__Your objective__:
Output all of the data below exactly as given.

__Data supplied__:

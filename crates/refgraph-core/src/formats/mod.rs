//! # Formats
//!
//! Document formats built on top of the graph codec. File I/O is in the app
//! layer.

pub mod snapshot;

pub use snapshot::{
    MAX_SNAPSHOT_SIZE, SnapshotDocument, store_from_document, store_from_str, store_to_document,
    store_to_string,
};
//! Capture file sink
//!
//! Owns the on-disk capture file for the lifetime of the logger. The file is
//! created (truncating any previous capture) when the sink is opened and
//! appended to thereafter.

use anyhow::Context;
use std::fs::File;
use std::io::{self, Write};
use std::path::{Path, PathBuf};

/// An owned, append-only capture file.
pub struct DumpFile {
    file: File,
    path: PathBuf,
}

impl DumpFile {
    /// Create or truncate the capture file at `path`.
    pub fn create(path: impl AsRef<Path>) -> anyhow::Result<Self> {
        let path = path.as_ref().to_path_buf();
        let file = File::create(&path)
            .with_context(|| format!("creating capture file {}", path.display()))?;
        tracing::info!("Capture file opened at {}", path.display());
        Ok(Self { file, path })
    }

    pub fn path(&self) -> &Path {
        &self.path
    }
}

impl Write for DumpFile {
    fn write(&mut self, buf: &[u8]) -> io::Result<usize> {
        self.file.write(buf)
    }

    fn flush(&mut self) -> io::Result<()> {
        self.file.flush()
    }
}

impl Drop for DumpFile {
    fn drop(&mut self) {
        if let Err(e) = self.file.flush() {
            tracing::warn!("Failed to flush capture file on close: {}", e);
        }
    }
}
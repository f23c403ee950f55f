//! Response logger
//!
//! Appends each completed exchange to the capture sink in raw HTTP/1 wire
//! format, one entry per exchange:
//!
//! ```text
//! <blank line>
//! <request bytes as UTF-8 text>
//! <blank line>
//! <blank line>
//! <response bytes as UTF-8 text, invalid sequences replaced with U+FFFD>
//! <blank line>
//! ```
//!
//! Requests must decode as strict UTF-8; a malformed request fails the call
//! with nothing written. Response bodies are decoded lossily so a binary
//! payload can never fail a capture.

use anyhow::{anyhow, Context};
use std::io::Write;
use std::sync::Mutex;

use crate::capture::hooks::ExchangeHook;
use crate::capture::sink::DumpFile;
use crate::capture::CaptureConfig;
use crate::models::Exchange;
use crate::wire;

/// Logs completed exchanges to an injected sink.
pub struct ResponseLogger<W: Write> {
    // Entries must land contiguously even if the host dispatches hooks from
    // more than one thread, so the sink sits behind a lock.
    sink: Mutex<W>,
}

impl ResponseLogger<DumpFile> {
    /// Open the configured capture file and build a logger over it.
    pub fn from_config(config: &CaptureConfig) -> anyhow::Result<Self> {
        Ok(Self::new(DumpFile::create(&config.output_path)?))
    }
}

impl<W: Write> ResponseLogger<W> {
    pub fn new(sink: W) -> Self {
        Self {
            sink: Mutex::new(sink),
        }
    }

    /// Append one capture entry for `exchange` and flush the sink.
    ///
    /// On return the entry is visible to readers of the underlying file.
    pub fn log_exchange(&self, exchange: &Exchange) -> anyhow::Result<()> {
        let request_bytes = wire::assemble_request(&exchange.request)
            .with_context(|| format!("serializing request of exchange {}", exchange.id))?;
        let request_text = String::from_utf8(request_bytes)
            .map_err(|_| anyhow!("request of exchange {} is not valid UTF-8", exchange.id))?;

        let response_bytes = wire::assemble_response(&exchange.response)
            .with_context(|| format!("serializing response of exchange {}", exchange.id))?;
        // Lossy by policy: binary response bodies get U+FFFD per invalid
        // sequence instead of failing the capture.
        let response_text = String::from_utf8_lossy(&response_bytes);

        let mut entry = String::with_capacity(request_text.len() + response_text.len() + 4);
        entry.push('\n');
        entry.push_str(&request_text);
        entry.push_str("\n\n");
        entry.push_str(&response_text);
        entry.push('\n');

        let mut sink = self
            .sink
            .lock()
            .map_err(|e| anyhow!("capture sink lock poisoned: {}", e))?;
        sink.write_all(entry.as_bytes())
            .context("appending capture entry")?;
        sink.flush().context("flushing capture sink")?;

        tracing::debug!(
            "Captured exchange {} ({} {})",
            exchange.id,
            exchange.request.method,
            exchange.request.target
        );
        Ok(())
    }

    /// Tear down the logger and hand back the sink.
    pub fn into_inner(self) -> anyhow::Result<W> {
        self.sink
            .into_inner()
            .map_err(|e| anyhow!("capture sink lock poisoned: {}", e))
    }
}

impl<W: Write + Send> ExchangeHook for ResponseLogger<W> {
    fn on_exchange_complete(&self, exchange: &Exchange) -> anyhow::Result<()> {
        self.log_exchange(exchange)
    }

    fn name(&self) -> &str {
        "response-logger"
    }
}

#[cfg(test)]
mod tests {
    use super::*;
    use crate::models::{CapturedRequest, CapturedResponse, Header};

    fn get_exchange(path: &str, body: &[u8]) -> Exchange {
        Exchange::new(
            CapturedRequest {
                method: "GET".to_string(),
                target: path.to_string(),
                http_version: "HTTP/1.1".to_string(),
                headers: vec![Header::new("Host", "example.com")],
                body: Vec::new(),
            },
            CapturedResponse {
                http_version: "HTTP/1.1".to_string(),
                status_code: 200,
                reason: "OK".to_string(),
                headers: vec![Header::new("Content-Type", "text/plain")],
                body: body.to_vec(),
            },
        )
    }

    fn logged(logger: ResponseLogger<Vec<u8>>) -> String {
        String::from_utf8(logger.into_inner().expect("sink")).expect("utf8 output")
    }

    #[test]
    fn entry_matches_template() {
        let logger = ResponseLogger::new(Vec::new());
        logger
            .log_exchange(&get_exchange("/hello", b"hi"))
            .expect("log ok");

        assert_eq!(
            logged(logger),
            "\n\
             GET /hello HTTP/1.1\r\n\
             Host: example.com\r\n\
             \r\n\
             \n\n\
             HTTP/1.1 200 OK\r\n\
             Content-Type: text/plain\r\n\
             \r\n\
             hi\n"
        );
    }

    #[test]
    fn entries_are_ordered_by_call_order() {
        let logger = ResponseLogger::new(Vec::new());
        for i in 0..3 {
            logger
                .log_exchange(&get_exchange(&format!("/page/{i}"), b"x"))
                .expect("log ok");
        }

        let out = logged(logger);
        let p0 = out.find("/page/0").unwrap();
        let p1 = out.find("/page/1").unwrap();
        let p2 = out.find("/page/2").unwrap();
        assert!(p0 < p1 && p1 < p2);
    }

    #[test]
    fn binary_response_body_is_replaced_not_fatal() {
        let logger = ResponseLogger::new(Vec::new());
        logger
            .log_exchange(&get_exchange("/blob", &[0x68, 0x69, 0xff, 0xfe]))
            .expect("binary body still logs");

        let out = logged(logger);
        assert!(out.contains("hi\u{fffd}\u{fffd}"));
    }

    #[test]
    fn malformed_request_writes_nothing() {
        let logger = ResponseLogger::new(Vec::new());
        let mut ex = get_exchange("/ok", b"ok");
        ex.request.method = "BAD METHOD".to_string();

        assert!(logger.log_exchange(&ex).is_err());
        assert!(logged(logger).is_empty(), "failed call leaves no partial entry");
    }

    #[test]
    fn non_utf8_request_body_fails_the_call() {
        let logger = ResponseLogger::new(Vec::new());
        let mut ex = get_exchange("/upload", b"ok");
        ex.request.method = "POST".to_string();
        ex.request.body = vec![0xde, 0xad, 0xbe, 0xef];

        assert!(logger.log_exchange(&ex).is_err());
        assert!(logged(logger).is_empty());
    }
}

__Solution for this task__:
filename crates/refgraph-core/src/formats/mod.rs
//! # Formats
//!
//! Document formats built on top of the graph codec. File I/O is in the app
//! layer.

pub mod snapshot;

pub use snapshot::{
    MAX_SNAPSHOT_SIZE, SnapshotDocument, store_from_document, store_from_str, store_to_document,
    store_to_string,
};
//! Capture file sink
//!
//! Owns the on-disk capture file for the lifetime of the logger. The file is
//! created (truncating any previous capture) when the sink is opened and
//! appended to thereafter.

use anyhow::Context;
use std::fs::File;
use std::io::{self, Write};
use std::path::{Path, PathBuf};

/// An owned, append-only capture file.
pub struct DumpFile {
    file: File,
    path: PathBuf,
}

impl DumpFile {
    /// Create or truncate the capture file at `path`.
    pub fn create(path: impl AsRef<Path>) -> anyhow::Result<Self> {
        let path = path.as_ref().to_path_buf();
        let file = File::create(&path)
            .with_context(|| format!("creating capture file {}", path.display()))?;
        tracing::info!("Capture file opened at {}", path.display());
        Ok(Self { file, path })
    }

    pub fn path(&self) -> &Path {
        &self.path
    }
}

impl Write for DumpFile {
    fn write(&mut self, buf: &[u8]) -> io::Result<usize> {
        self.file.write(buf)
    }

    fn flush(&mut self) -> io::Result<()> {
        self.file.flush()
    }
}

impl Drop for DumpFile {
    fn drop(&mut self) {
        if let Err(e) = self.file.flush() {
            tracing::warn!("Failed to flush capture file on close: {}", e);
        }
    }
}
repository f23c403ee950f55f
//! Response logger
//!
//! Appends each completed exchange to the capture sink in raw HTTP/1 wire
//! format, one entry per exchange:
//!
//! ```text
//! <blank line>
//! <request bytes as UTF-8 text>
//! <blank line>
//! <blank line>
//! <response bytes as UTF-8 text, invalid sequences replaced with U+FFFD>
//! <blank line>
//! ```
//!
//! Requests must decode as strict UTF-8; a malformed request fails the call
//! with nothing written. Response bodies are decoded lossily so a binary
//! payload can never fail a capture.

use anyhow::{anyhow, Context};
use std::io::Write;
use std::sync::Mutex;

use crate::capture::hooks::ExchangeHook;
use crate::capture::sink::DumpFile;
use crate::capture::CaptureConfig;
use crate::models::Exchange;
use crate::wire;

/// Logs completed exchanges to an injected sink.
pub struct ResponseLogger<W: Write> {
    // Entries must land contiguously even if the host dispatches hooks from
    // more than one thread, so the sink sits behind a lock.
    sink: Mutex<W>,
}

impl ResponseLogger<DumpFile> {
    /// Open the configured capture file and build a logger over it.
    pub fn from_config(config: &CaptureConfig) -> anyhow::Result<Self> {
        Ok(Self::new(DumpFile::create(&config.output_path)?))
    }
}

impl<W: Write> ResponseLogger<W> {
    pub fn new(sink: W) -> Self {
        Self {
            sink: Mutex::new(sink),
        }
    }

    /// Append one capture entry for `exchange` and flush the sink.
    ///
    /// On return the entry is visible to readers of the underlying file.
    pub fn log_exchange(&self, exchange: &Exchange) -> anyhow::Result<()> {
        let request_bytes = wire::assemble_request(&exchange.request)
            .with_context(|| format!("serializing request of exchange {}", exchange.id))?;
        let request_text = String::from_utf8(request_bytes)
            .map_err(|_| anyhow!("request of exchange {} is not valid UTF-8", exchange.id))?;

        let response_bytes = wire::assemble_response(&exchange.response)
            .with_context(|| format!("serializing response of exchange {}", exchange.id))?;
        // Lossy by policy: binary response bodies get U+FFFD per invalid
        // sequence instead of failing the capture.
        let response_text = String::from_utf8_lossy(&response_bytes);

        let mut entry = String::with_capacity(request_text.len() + response_text.len() + 4);
        entry.push('\n');
        entry.push_str(&request_text);
        entry.push_str("\n\n");
        entry.push_str(&response_text);
        entry.push('\n');

        let mut sink = self
            .sink
            .lock()
            .map_err(|e| anyhow!("capture sink lock poisoned: {}", e))?;
        sink.write_all(entry.as_bytes())
            .context("appending capture entry")?;
        sink.flush().context("flushing capture sink")?;

        tracing::debug!(
            "Captured exchange {} ({} {})",
            exchange.id,
            exchange.request.method,
            exchange.request.target
        );
        Ok(())
    }

    /// Tear down the logger and hand back the sink.
    pub fn into_inner(self) -> anyhow::Result<W> {
        self.sink
            .into_inner()
            .map_err(|e| anyhow!("capture sink lock poisoned: {}", e))
    }
}

impl<W: Write + Send> ExchangeHook for ResponseLogger<W> {
    fn on_exchange_complete(&self, exchange: &Exchange) -> anyhow::Result<()> {
        self.log_exchange(exchange)
    }

    fn name(&self) -> &str {
        "response-logger"
    }
}

#[cfg(test)]
mod tests {
    use super::*;
    use crate::models::{CapturedRequest, CapturedResponse, Header};

    fn get_exchange(path: &str, body: &[u8]) -> Exchange {
        Exchange::new(
            CapturedRequest {
                method: "GET".to_string(),
                target: path.to_string(),
                http_version: "HTTP/1.1".to_string(),
                headers: vec![Header::new("Host", "example.com")],
                body: Vec::new(),
            },
            CapturedResponse {
                http_version: "HTTP/1.1".to_string(),
                status_code: 200,
                reason: "OK".to_string(),
                headers: vec![Header::new("Content-Type", "text/plain")],
                body: body.to_vec(),
            },
        )
    }

    fn logged(logger: ResponseLogger<Vec<u8>>) -> String {
        String::from_utf8(logger.into_inner().expect("sink")).expect("utf8 output")
    }

    #[test]
    fn entry_matches_template() {
        let logger = ResponseLogger::new(Vec::new());
        logger
            .log_exchange(&get_exchange("/hello", b"hi"))
            .expect("log ok");

        assert_eq!(
            logged(logger),
            "\n\
             GET /hello HTTP/1.1\r\n\
             Host: example.com\r\n\
             \r\n\
             \n\n\
             HTTP/1.1 200 OK\r\n\
             Content-Type: text/plain\r\n\
             \r\n\
             hi\n"
        );
    }

    #[test]
    fn entries_are_ordered_by_call_order() {
        let logger = ResponseLogger::new(Vec::new());
        for i in 0..3 {
            logger
                .log_exchange(&get_exchange(&format!("/page/{i}"), b"x"))
                .expect("log ok");
        }

        let out = logged(logger);
        let p0 = out.find("/page/0").unwrap();
        let p1 = out.find("/page/1").unwrap();
        let p2 = out.find("/page/2").unwrap();
        assert!(p0 < p1 && p1 < p2);
    }

    #[test]
    fn binary_response_body_is_replaced_not_fatal() {
        let logger = ResponseLogger::new(Vec::new());
        logger
            .log_exchange(&get_exchange("/blob", &[0x68, 0x69, 0xff, 0xfe]))
            .expect("binary body still logs");

        let out = logged(logger);
        assert!(out.contains("hi\u{fffd}\u{fffd}"));
    }

    #[test]
    fn malformed_request_writes_nothing() {
        let logger = ResponseLogger::new(Vec::new());
        let mut ex = get_exchange("/ok", b"ok");
        ex.request.method = "BAD METHOD".to_string();

        assert!(logger.log_exchange(&ex).is_err());
        assert!(logged(logger).is_empty(), "failed call leaves no partial entry");
    }

    #[test]
    fn non_utf8_request_body_fails_the_call() {
        let logger = ResponseLogger::new(Vec::new());
        let mut ex = get_exchange("/upload", b"ok");
        ex.request.method = "POST".to_string();
        ex.request.body = vec![0xde, 0xad, 0xbe, 0xef];

        assert!(logger.log_exchange(&ex).is_err());
        assert!(logged(logger).is_empty());
    }
}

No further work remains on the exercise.